Jon Lester doesn't want to be known anymore as the guy who survived cancer. Jon Lester doesn't even want to be known as the kid who no-hit the Royals. Jon Lester, thank you very much, would like to be known as a lights-out pitcher and a cornerstone of the Sox' staff.
And so shall we know him from now on. With the team reeling, losing five in a row and watching the Rays run out to a huge division lead (3 1/2 is huge when you're in second), Lester went into Yankee Stadium and made the Bronx Bombers look silly. As in a complete game, five-hit, 8K, 7-0 shutout.

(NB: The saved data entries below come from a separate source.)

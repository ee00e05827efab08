use std::collections::HashMap;

use serde::Serialize;
use tracing::{info, warn};

use crate::config::LibPrepPolicy;
use crate::domain::{BiomaterialId, Entity, EntityType};
use crate::error::ExportError;
use crate::ingest::IngestClient;

const MAX_DERIVATION_HOPS: usize = 32;

#[derive(Debug, Clone, PartialEq, Eq, Serialize)]
pub struct Warning {
    pub entity: String,
    pub relation: String,
    pub detail: String,
}

impl Warning {
    pub fn new(entity: &str, relation: &str, detail: String) -> Self {
        Self {
            entity: entity.to_string(),
            relation: relation.to_string(),
            detail,
        }
    }
}

#[derive(Debug)]
pub struct Chain {
    entities: Vec<Entity>,
    index: HashMap<EntityType, usize>,
    warnings: Vec<Warning>,
}

impl Chain {
    pub fn new(leaf: Entity) -> Self {
        let mut index = HashMap::new();
        index.insert(leaf.entity_type.clone(), 0);
        Self {
            entities: vec![leaf],
            index,
            warnings: Vec::new(),
        }
    }

    pub fn append(&mut self, entity: Entity) -> Result<(), ExportError> {
        if self.index.contains_key(&entity.entity_type) {
            return Err(ExportError::Structural(format!(
                "duplicate {} in chain (entity {})",
                entity.entity_type, entity.uuid
            )));
        }
        info!("added {} {} to chain", entity.entity_type, entity.uuid);
        self.index
            .insert(entity.entity_type.clone(), self.entities.len());
        self.entities.push(entity);
        Ok(())
    }

    pub fn get(&self, entity_type: &EntityType) -> Option<&Entity> {
        self.index.get(entity_type).map(|&at| &self.entities[at])
    }

    pub fn leaf(&self) -> &Entity {
        &self.entities[0]
    }

    pub fn entities(&self) -> &[Entity] {
        &self.entities
    }

    pub fn len(&self) -> usize {
        self.entities.len()
    }

    pub fn is_empty(&self) -> bool {
        self.entities.is_empty()
    }

    pub fn warnings(&self) -> &[Warning] {
        &self.warnings
    }

    pub fn record_warning(&mut self, warning: Warning) {
        warn!(
            "{} ({} of {})",
            warning.detail, warning.relation, warning.entity
        );
        self.warnings.push(warning);
    }
}

pub struct ChainResolver<'a, C: IngestClient> {
    client: &'a C,
    lib_prep_policy: LibPrepPolicy,
}

impl<'a, C: IngestClient> ChainResolver<'a, C> {
    pub fn new(client: &'a C, lib_prep_policy: LibPrepPolicy) -> Self {
        Self {
            client,
            lib_prep_policy,
        }
    }

    pub fn resolve(&self, id: &BiomaterialId) -> Result<Chain, ExportError> {
        let leaf = self.client.entity_by_uuid("biomaterials", id)?;
        if leaf.entity_type != EntityType::CellSuspension {
            return Err(ExportError::NotFound(format!(
                "{id} is a {}, expected a cell_suspension",
                leaf.entity_type
            )));
        }
        info!("building provenance chain for cell suspension {id}");

        let mut chain = Chain::new(leaf);
        if let Some(lib_prep) = self.resolve_lib_prep(&mut chain)? {
            chain.append(lib_prep)?;
        }

        let mut current = 0usize;
        for _ in 0..MAX_DERIVATION_HOPS {
            let processes = self
                .client
                .related(&chain.entities[current], "derivedByProcesses")?;
            let current_uuid = chain.entities[current].uuid.clone();
            let Some(process) =
                first_candidate(&mut chain, &current_uuid, "derivedByProcesses", processes)
            else {
                return Err(ExportError::Structural(format!(
                    "biomaterial {current_uuid} has no derivation process and no donor_organism was reached"
                )));
            };

            let protocols = self.client.related(&process, "protocols")?;
            if let Some(protocol) =
                first_candidate(&mut chain, &process.uuid, "protocols", protocols)
            {
                chain.append(protocol)?;
            }

            let biomaterials = self.client.related(&process, "inputBiomaterials")?;
            let Some(biomaterial) =
                first_candidate(&mut chain, &process.uuid, "inputBiomaterials", biomaterials)
            else {
                return Err(ExportError::Structural(format!(
                    "process {} has no input biomaterials",
                    process.uuid
                )));
            };

            let reached_root = biomaterial.entity_type == EntityType::DonorOrganism;
            chain.append(biomaterial)?;
            current = chain.len() - 1;
            if reached_root {
                ensure_complete(&chain)?;
                return Ok(chain);
            }
        }

        Err(ExportError::Structural(format!(
            "no donor_organism within {MAX_DERIVATION_HOPS} derivation hops of {id}"
        )))
    }

    fn resolve_lib_prep(&self, chain: &mut Chain) -> Result<Option<Entity>, ExportError> {
        let processes = self.client.related(chain.leaf(), "inputToProcesses")?;
        let mut candidates: Vec<Entity> = Vec::new();
        for process in &processes {
            for protocol in self.client.related(process, "protocols")? {
                if protocol.entity_type == EntityType::LibraryPreparationProtocol
                    && !candidates.iter().any(|seen| seen.uuid == protocol.uuid)
                {
                    candidates.push(protocol);
                }
            }
        }
        if candidates.len() <= 1 {
            return Ok(candidates.pop());
        }

        let leaf_uuid = chain.leaf().uuid.clone();
        let mut candidates = candidates.into_iter();
        let first = match candidates.next() {
            Some(first) => first,
            None => return Ok(None),
        };
        let discarded = candidates
            .map(|protocol| protocol.uuid)
            .collect::<Vec<_>>()
            .join(", ");
        match self.lib_prep_policy {
            LibPrepPolicy::Omit => {
                chain.record_warning(Warning::new(
                    &leaf_uuid,
                    "inputToProcesses",
                    format!(
                        "multiple library preparation protocols ({}, {discarded}); omitting the protocol",
                        first.uuid
                    ),
                ));
                Ok(None)
            }
            LibPrepPolicy::KeepFirst => {
                chain.record_warning(Warning::new(
                    &leaf_uuid,
                    "inputToProcesses",
                    format!(
                        "multiple library preparation protocols, keeping {}; discarded {discarded}",
                        first.uuid
                    ),
                ));
                Ok(Some(first))
            }
        }
    }
}

fn first_candidate(
    chain: &mut Chain,
    owner: &str,
    relation: &str,
    candidates: Vec<Entity>,
) -> Option<Entity> {
    let mut candidates = candidates.into_iter();
    let first = candidates.next()?;
    let discarded = candidates
        .map(|entity| entity.uuid)
        .collect::<Vec<_>>();
    if !discarded.is_empty() {
        chain.record_warning(Warning::new(
            owner,
            relation,
            format!(
                "{} candidates where one was expected, using {}; discarded {}",
                discarded.len() + 1,
                first.uuid,
                discarded.join(", ")
            ),
        ));
    }
    Some(first)
}

fn ensure_complete(chain: &Chain) -> Result<(), ExportError> {
    for required in [EntityType::SpecimenFromOrganism, EntityType::DonorOrganism] {
        if chain.get(&required).is_none() {
            return Err(ExportError::Structural(format!(
                "chain for {} has no {required}",
                chain.leaf().uuid
            )));
        }
    }
    Ok(())
}

#[cfg(test)]
mod tests {
    use assert_matches::assert_matches;
    use serde_json::json;

    use super::*;

    fn entity(uuid: &str, type_name: &str) -> Entity {
        Entity::from_document(json!({
            "uuid": { "uuid": uuid },
            "content": {
                "describedBy": format!("https://schema.humancellatlas.org/type/.../{type_name}")
            }
        }))
        .unwrap()
    }

    #[test]
    fn append_rejects_duplicate_type() {
        let mut chain = Chain::new(entity("00000000-0000-4000-8000-000000000001", "cell_suspension"));
        chain
            .append(entity("00000000-0000-4000-8000-000000000002", "specimen_from_organism"))
            .unwrap();

        let err = chain
            .append(entity("00000000-0000-4000-8000-000000000003", "specimen_from_organism"))
            .unwrap_err();
        assert_matches!(err, ExportError::Structural(_));
    }

    #[test]
    fn get_is_type_keyed() {
        let mut chain = Chain::new(entity("00000000-0000-4000-8000-000000000001", "cell_suspension"));
        chain
            .append(entity("00000000-0000-4000-8000-000000000002", "dissociation_protocol"))
            .unwrap();
        chain
            .append(entity("00000000-0000-4000-8000-000000000003", "donor_organism"))
            .unwrap();

        assert_eq!(chain.len(), 3);
        assert_eq!(
            chain.get(&EntityType::DonorOrganism).map(|e| e.uuid.as_str()),
            Some("00000000-0000-4000-8000-000000000003")
        );
        assert_eq!(chain.get(&EntityType::Organoid), None);
        assert_eq!(chain.leaf().uuid, "00000000-0000-4000-8000-000000000001");
    }

    #[test]
    fn first_candidate_records_discarded_alternatives() {
        let mut chain = Chain::new(entity("00000000-0000-4000-8000-000000000001", "cell_suspension"));
        let picked = first_candidate(
            &mut chain,
            "00000000-0000-4000-8000-000000000001",
            "derivedByProcesses",
            vec![
                entity("00000000-0000-4000-8000-00000000000a", "process"),
                entity("00000000-0000-4000-8000-00000000000b", "process"),
            ],
        )
        .unwrap();

        assert_eq!(picked.uuid, "00000000-0000-4000-8000-00000000000a");
        assert_eq!(chain.warnings().len(), 1);
        assert!(chain.warnings()[0].detail.contains("00000000-0000-4000-8000-00000000000b"));
        assert_eq!(chain.warnings()[0].relation, "derivedByProcesses");
    }

    #[test]
    fn first_candidate_single_is_silent() {
        let mut chain = Chain::new(entity("00000000-0000-4000-8000-000000000001", "cell_suspension"));
        let picked = first_candidate(
            &mut chain,
            "00000000-0000-4000-8000-000000000001",
            "derivedByProcesses",
            vec![entity("00000000-0000-4000-8000-00000000000a", "process")],
        );
        assert!(picked.is_some());
        assert!(chain.warnings().is_empty());

        let none = first_candidate(
            &mut chain,
            "00000000-0000-4000-8000-000000000001",
            "protocols",
            Vec::new(),
        );
        assert!(none.is_none());
        assert!(chain.warnings().is_empty());
    }
}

As in the Yanks had a team meeting after the game to figure out if they should continue the season.
The Lester win came at the expense of Andy Pettitte, who Lester says he's modeled himself after (except, you know, the steroid thing). "We have similar stuff - fastball, cutter, changeup, curveball. I watch to see how he handles things. We were lucky to get to him early," said Jon. The Sox didn't clobber Pettitte - three of the six runs they got off him came off sac flies and Jeter throwing errors - but they did what they had to do. Ellsbury's 2-run double was the biggest hit of the night.
Yankee manager Joe Girardi was blunt: "We didn't do anything. We didn't hit. We didn't pitch. We did not play a good game." Life can't be that bad when you've got the Yankees manager saying things like that.
Josh Beckett goes against Darrell Rasner this afternoon. Scoreboard-watchers: the Rays host Kansas City.